JIMMY MOORE: Yes, "The Chase". All the best things here are taken from the British, I believe.

CRAIG BOX: Indeed. Now, sad news the last couple of days. They announced the passing of the drummer of the Rolling Stones, Charlie Watts. And that leads me to tell a little story about my worst concert ever. And I'm going to start, Jimmy, by asking you what's your worst concert ever?

JIMMY MOORE: You know Craig, I don't do a ton of concerts, but I do have a good worst concert experience. When I was a little kid, probably eight or nine, my mom took me to see The Judds. They're a country music duo with Wynonna Judd. And I got lost. I was a little boy who got lost at a concert, and my mom and friends went everywhere looking all over for me. She said, we're going to dredge the rivers — you know, it's the '80s, people were scared of children being lost all the time. Very different from today. But the silver lining of that story is that the Judds got to call my name out over the P.A. system. So, Wynonna Judd said, “Jimmy Moore, Jimmy Moore, if you're here, your mama's looking for you.” So I ran up to that stage and found my mom. It turned out all right, but I was scared.

CRAIG BOX: Did they have you both up on stage to announce to everyone you were safe?

JIMMY MOORE: In my version of the story, I'm going to say yes. And then we did a quartet.

CRAIG BOX: I guess that's a thing your mom could have done. She could have just told the band that you were lost, and then that's your way of all getting up on stage together.

JIMMY MOORE: She probably would have. What's your horrible concert experience?

CRAIG BOX: Well, my worst concert experience brings back, obviously, to Charlie Watts and the Rolling Stones. There was a competition on a radio station I listened to in New Zealand, back in the mid 2000s, to win tickets to see the Rolling Stones, who were going to be playing in Auckland. And what they did was they had five Rolling Stones songs very quickly sped up, maybe two or three seconds of each, but maybe a second and a half of audio in total. And anyone who could guess all five songs in the right order would win two tickets to see the Rolling Stones. And if no one got it within a couple of days, it went up to four tickets. And if no one got it within a couple of days after that, and so on, until it actually got up to eight tickets.

So they were going to try and give away four pairs. They ended up giving away eight tickets. And then it was basically the day or two before the show. And no one had got it, it was just very, very hard to do. And they were just taking dozens of calls at that point. And I was calling up and just guessing songs. I looked up a couple of them and there was really no way you could actually tell what it was. And I happened to get all five songs in the right order. And so, there we are, congratulations, you've won eight tickets to the Rolling Stones.

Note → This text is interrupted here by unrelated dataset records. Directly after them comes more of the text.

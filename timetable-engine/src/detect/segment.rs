//! Segment capacity check.

use std::collections::{BTreeMap, BTreeSet};

use crate::domain::{RailTime, SegmentId, TimeWindow};
use crate::timetable::Traversal;
use crate::topology::TopologyGraph;

use super::conflict::{Conflict, ConflictKind, EventRef, Resource};

/// Report each maximal window during which a segment carries more trains
/// than its capacity.
pub(super) fn capacity(topology: &TopologyGraph, traversals: &[&Traversal]) -> Vec<Conflict> {
    let mut conflicts = Vec::new();

    for (segment_id, list) in by_segment(traversals) {
        let Some(segment) = topology.segment(segment_id) else {
            continue;
        };
        let limit = segment.capacity as usize;

        // (time, is_start, index); ends sort before starts at equal times
        // so back-to-back traversals do not count as concurrent.
        let mut points: Vec<(RailTime, bool, usize)> = Vec::with_capacity(list.len() * 2);
        for (i, traversal) in list.iter().enumerate() {
            points.push((traversal.window.start(), true, i));
            points.push((traversal.window.end(), false, i));
        }
        points.sort();

        let mut active: BTreeSet<usize> = BTreeSet::new();
        let mut present: BTreeSet<usize> = BTreeSet::new();
        let mut opened: Option<RailTime> = None;

        for (at, is_start, i) in points {
            if is_start {
                active.insert(i);
            } else {
                active.remove(&i);
            }

            match opened {
                None if active.len() > limit => {
                    opened = Some(at);
                    present = active.clone();
                }
                Some(_) if active.len() > limit => {
                    present.extend(active.iter().copied());
                }
                Some(start) if active.len() <= limit => {
                    if let Ok(window) = TimeWindow::new(start, at) {
                        if !window.is_empty() {
                            conflicts.push(Conflict::new(
                                ConflictKind::SegmentCapacityExceeded,
                                Resource::segment(segment_id),
                                present.iter().flat_map(|&i| event_refs(list[i])).collect(),
                                window,
                            ));
                        }
                    }
                    opened = None;
                    present.clear();
                }
                _ => {}
            }
        }
    }

    conflicts
}

pub(super) fn by_segment<'a>(
    traversals: &[&'a Traversal],
) -> BTreeMap<&'a SegmentId, Vec<&'a Traversal>> {
    let mut map: BTreeMap<&SegmentId, Vec<&Traversal>> = BTreeMap::new();
    for traversal in traversals {
        map.entry(&traversal.segment).or_default().push(traversal);
    }
    map
}

pub(super) fn event_refs(traversal: &Traversal) -> [EventRef; 2] {
    [
        EventRef::new(&traversal.train, &traversal.departure),
        EventRef::new(&traversal.train, &traversal.arrival),
    ]
}

#[cfg(test)]
mod tests {
    use super::*;
    use crate::domain::{EventId, TrainId};
    use crate::fixtures::{self, window};

    fn trav(train: &str, segment: &str, start: &str, end: &str) -> Traversal {
        Traversal {
            train: TrainId::parse(train).unwrap(),
            segment: SegmentId::parse(segment).unwrap(),
            departure: EventId::parse("E1").unwrap(),
            arrival: EventId::parse("E2").unwrap(),
            window: window(start, end),
        }
    }

    #[test]
    fn seed_capacity_conflict() {
        let topology = fixtures::topology();
        let a = trav("T001", "seg_S1_S2", "08:00", "08:20");
        let b = trav("T003", "seg_S1_S2", "08:15", "08:35");

        let conflicts = capacity(&topology, &[&a, &b]);
        assert_eq!(conflicts.len(), 1);
        assert_eq!(conflicts[0].window, window("08:15", "08:20"));
        assert_eq!(conflicts[0].involved.len(), 4);
    }

    #[test]
    fn back_to_back_is_fine() {
        let topology = fixtures::topology();
        let a = trav("A", "seg_S1_S2", "08:00", "08:20");
        let b = trav("B", "seg_S1_S2", "08:20", "08:40");
        assert!(capacity(&topology, &[&a, &b]).is_empty());
    }

    #[test]
    fn maximal_window_collects_every_train() {
        let topology = fixtures::topology();
        let a = trav("A", "seg_S2_S3", "08:00", "08:30");
        let b = trav("B", "seg_S2_S3", "08:10", "08:20");
        let c = trav("C", "seg_S2_S3", "08:15", "08:40");

        let conflicts = capacity(&topology, &[&a, &b, &c]);
        assert_eq!(conflicts.len(), 1);
        assert_eq!(conflicts[0].window, window("08:10", "08:30"));
        assert_eq!(conflicts[0].trains().len(), 3);
    }

    #[test]
    fn separate_windows_reported_separately() {
        let topology = fixtures::topology();
        let a = trav("A", "seg_S2_S3", "08:00", "08:10");
        let b = trav("B", "seg_S2_S3", "08:05", "08:15");
        let c = trav("C", "seg_S2_S3", "09:00", "09:10");
        let d = trav("D", "seg_S2_S3", "09:05", "09:15");

        let conflicts = capacity(&topology, &[&a, &b, &c, &d]);
        assert_eq!(conflicts.len(), 2);
        assert_eq!(conflicts[0].window, window("08:05", "08:10"));
        assert_eq!(conflicts[1].window, window("09:05", "09:10"));
    }
}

And what they wanted to do was get me to call some of my friends who I might invite along with me, and have them appear on the radio and be excited about the fact they were going to go to the Rolling Stones. And of course, no one was available. I was trying to get hold of friends of mine who I would go to concerts with, and they just weren't answering the phone that day or something. And maybe no one was hugely excited about this prospect at all. But I had managed to cobble some friends together, and we went along to see the Rolling Stones. And they weren't bad, as far as concerts go.

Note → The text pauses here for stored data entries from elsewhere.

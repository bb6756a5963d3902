//! Platform checks: overlapping occupancy and trains too long for their platform.

use std::collections::BTreeMap;

use crate::domain::{PlatformId, StationId};
use crate::timetable::{PlatformOccupancy, ValidationError};

use super::conflict::{Conflict, ConflictKind, EventRef, Resource};

/// Report every pair of different trains whose occupancies of one platform intersect.
pub(super) fn overlaps(occupancies: &[&PlatformOccupancy]) -> Vec<Conflict> {
    let mut by_platform: BTreeMap<(&StationId, &PlatformId), Vec<&PlatformOccupancy>> =
        BTreeMap::new();
    for occupancy in occupancies {
        by_platform
            .entry((&occupancy.station, &occupancy.platform))
            .or_default()
            .push(occupancy);
    }

    let mut conflicts = Vec::new();

    for ((station, platform), mut list) in by_platform {
        list.sort_by(|a, b| {
            (a.window.start(), a.window.end(), &a.train)
                .cmp(&(b.window.start(), b.window.end(), &b.train))
        });

        let mut active: Vec<&PlatformOccupancy> = Vec::new();
        for occupancy in list {
            active.retain(|a| a.window.end() > occupancy.window.start());

            for earlier in &active {
                if earlier.train == occupancy.train {
                    continue;
                }
                let Some(window) = earlier.window.intersection(&occupancy.window) else {
                    continue;
                };
                let involved = event_refs(earlier)
                    .chain(event_refs(occupancy))
                    .collect();
                conflicts.push(Conflict::new(
                    ConflictKind::PlatformOverlap,
                    Resource::platform(station, platform),
                    involved,
                    window,
                ));
            }

            active.push(occupancy);
        }
    }

    conflicts
}

/// One conflict per occupancy rejected for platform length.
pub(super) fn length_violations(rejected: &[&ValidationError]) -> Vec<Conflict> {
    rejected
        .iter()
        .map(|err| {
            let occupancy = &err.occupancy;
            Conflict::new(
                ConflictKind::PlatformLengthViolation,
                Resource::platform(&occupancy.station, &occupancy.platform),
                event_refs(occupancy).collect(),
                occupancy.window,
            )
        })
        .collect()
}

pub(super) fn event_refs(occupancy: &PlatformOccupancy) -> impl Iterator<Item = EventRef> + '_ {
    occupancy
        .events
        .iter()
        .map(|event| EventRef::new(&occupancy.train, event))
}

I should say, for them being a classic rock band, I didn't really have the right appreciation for them. They had a good stage show, for a bunch of old guys at least. They had one part where they had the stage on a tractor or something. It just basically pulled out into the middle of the crowd. It was a B-stage section, which moves in and out. And Charlie's drumming away on it, and so on.

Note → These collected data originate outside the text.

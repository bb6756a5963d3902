//! Headway check: minimum gap between successive segment entries.

use crate::constraints::ConstraintRegistry;
use crate::domain::TimeWindow;
use crate::timetable::Traversal;

use super::conflict::{Conflict, ConflictKind, Resource};
use super::segment::{by_segment, event_refs};

/// Report consecutive entries onto a headway-ruled segment that are too close.
///
/// The window runs from the second entry until the first entry plus the gap.
pub(super) fn violations(constraints: &ConstraintRegistry, traversals: &[&Traversal]) -> Vec<Conflict> {
    let mut conflicts = Vec::new();

    for (segment_id, mut list) in by_segment(traversals) {
        let Some(gap) = constraints.headway(segment_id) else {
            continue;
        };
        list.sort_by(|a, b| (a.entry(), &a.train).cmp(&(b.entry(), &b.train)));

        for pair in list.windows(2) {
            let (first, second) = (pair[0], pair[1]);
            if first.train == second.train {
                continue;
            }
            let clear_at = first.entry() + gap;
            if second.entry() >= clear_at {
                continue;
            }
            let window = TimeWindow::starting_at(
                second.entry(),
                clear_at.signed_duration_since(second.entry()),
            );
            conflicts.push(Conflict::new(
                ConflictKind::HeadwayViolation,
                Resource::segment(segment_id),
                event_refs(first)
                    .into_iter()
                    .chain(event_refs(second))
                    .collect(),
                window,
            ));
        }
    }

    conflicts
}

I have downloaded a bootleg of the concert. I'm going to listen back to it now with a little bit more experience and maybe respect for music under my belt, and see how that was. But anyway, opening for the Rolling Stones was Nickelback. And they were the worst concert ever.

JIMMY MOORE: [LAUGHING] Oh, that is the worst silver lining to a story I've ever heard.

CRAIG BOX: Should we get to the news?

JIMMY MOORE: Yes, let's get to the news.

[MUSIC PLAYING]

JIMMY MOORE: Autoscaling project, KEDA, moved from the CNCF sandbox to incubation this week. KEDA, or Kubernetes Event-driven Autoscaling, aims to simplify application autoscaling and optimize for cost by supporting scale to zero. Listen to today's interview to learn more.

CRAIG BOX: Also, two weeks ago, we brought you the news of the NSA developing hardening guidelines for Kubernetes. It didn't take long for the first tool to verify that your cluster is compliant with these. The team at ARMO Security saw overlap between the recommendations and their commercial tool, and the NSA requirements. And have released a command line utility called Cubescape. Cubescape uses the Open Policy Agent with configuration taken from the ARMO platform to check for things such as privileged containers and host access permissions.

JIMMY MOORE: GKE has always used the Google Cloud Identity and Access Management System to authenticate users to Kubernetes. Now you can configure a third party identity service as an external source of user data, such as Active Directory or any OIDC compliant service. The new feature is available in preview. GKE also added support for the Google Virtual NIC Driver, allowing network speeds up to 100 gigabytes per second.

CRAIG BOX: Solo.io has announced version 1.1 of Gloo Mesh Enterprise, their Istio powered service mesh. It now includes Gloo Mesh gateway, taking the features of their standalone API gateway, Gloo Edge, and adding them on top of Istio. Other new features include improved security certificate management and backporting fixes to the previous four versions of Istio. Pay attention to that last one, as a number of CVEs were recently found in Envoy and fixed in the last three versions of Upstream Istio.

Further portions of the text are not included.